- **TASK DETAILS**
Your answer consists of the lines in the data that contain "BTreeMap". Copy each of them.

- **Excerpts from a dataset**
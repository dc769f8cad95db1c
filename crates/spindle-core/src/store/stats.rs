use std::collections::BTreeMap;

use serde::{Deserialize, Serialize};

use crate::domain::{Priority, Task, TaskKind, TaskStatus};

/// Task counts for dashboards.
#[derive(Debug, Clone, Default, PartialEq, Eq, Serialize, Deserialize)]
pub struct TaskStats {
    pub total: usize,
    pub pending: usize,
    pub running: usize,
    pub completed: usize,
    pub failed: usize,
    pub cancelled: usize,
    pub retrying: usize,
    pub by_priority: BTreeMap<Priority, usize>,
    pub by_kind: BTreeMap<TaskKind, usize>,
}

impl TaskStats {
    pub(crate) fn collect<'a>(tasks: impl Iterator<Item = &'a Task>) -> Self {
        let mut stats = TaskStats::default();
        for task in tasks {
            stats.total += 1;
            match task.status {
                TaskStatus::Pending => stats.pending += 1,
                TaskStatus::Running => stats.running += 1,
                TaskStatus::Completed => stats.completed += 1,
                TaskStatus::Failed => stats.failed += 1,
                TaskStatus::Cancelled => stats.cancelled += 1,
                TaskStatus::Retrying => stats.retrying += 1,
            }
            *stats.by_priority.entry(task.priority).or_default() += 1;
            *stats.by_kind.entry(task.kind.clone()).or_default() += 1;
        }
        stats
    }

    pub fn count(&self, status: TaskStatus) -> usize {
        match status {
            TaskStatus::Pending => self.pending,
            TaskStatus::Running => self.running,
            TaskStatus::Completed => self.completed,
            TaskStatus::Failed => self.failed,
            TaskStatus::Cancelled => self.cancelled,
            TaskStatus::Retrying => self.retrying,
        }
    }
}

- **ANSWER TO THE EXERCISE**
use std::collections::BTreeMap;
    pub by_priority: BTreeMap<Priority, usize>,
    pub by_kind: BTreeMap<TaskKind, usize>,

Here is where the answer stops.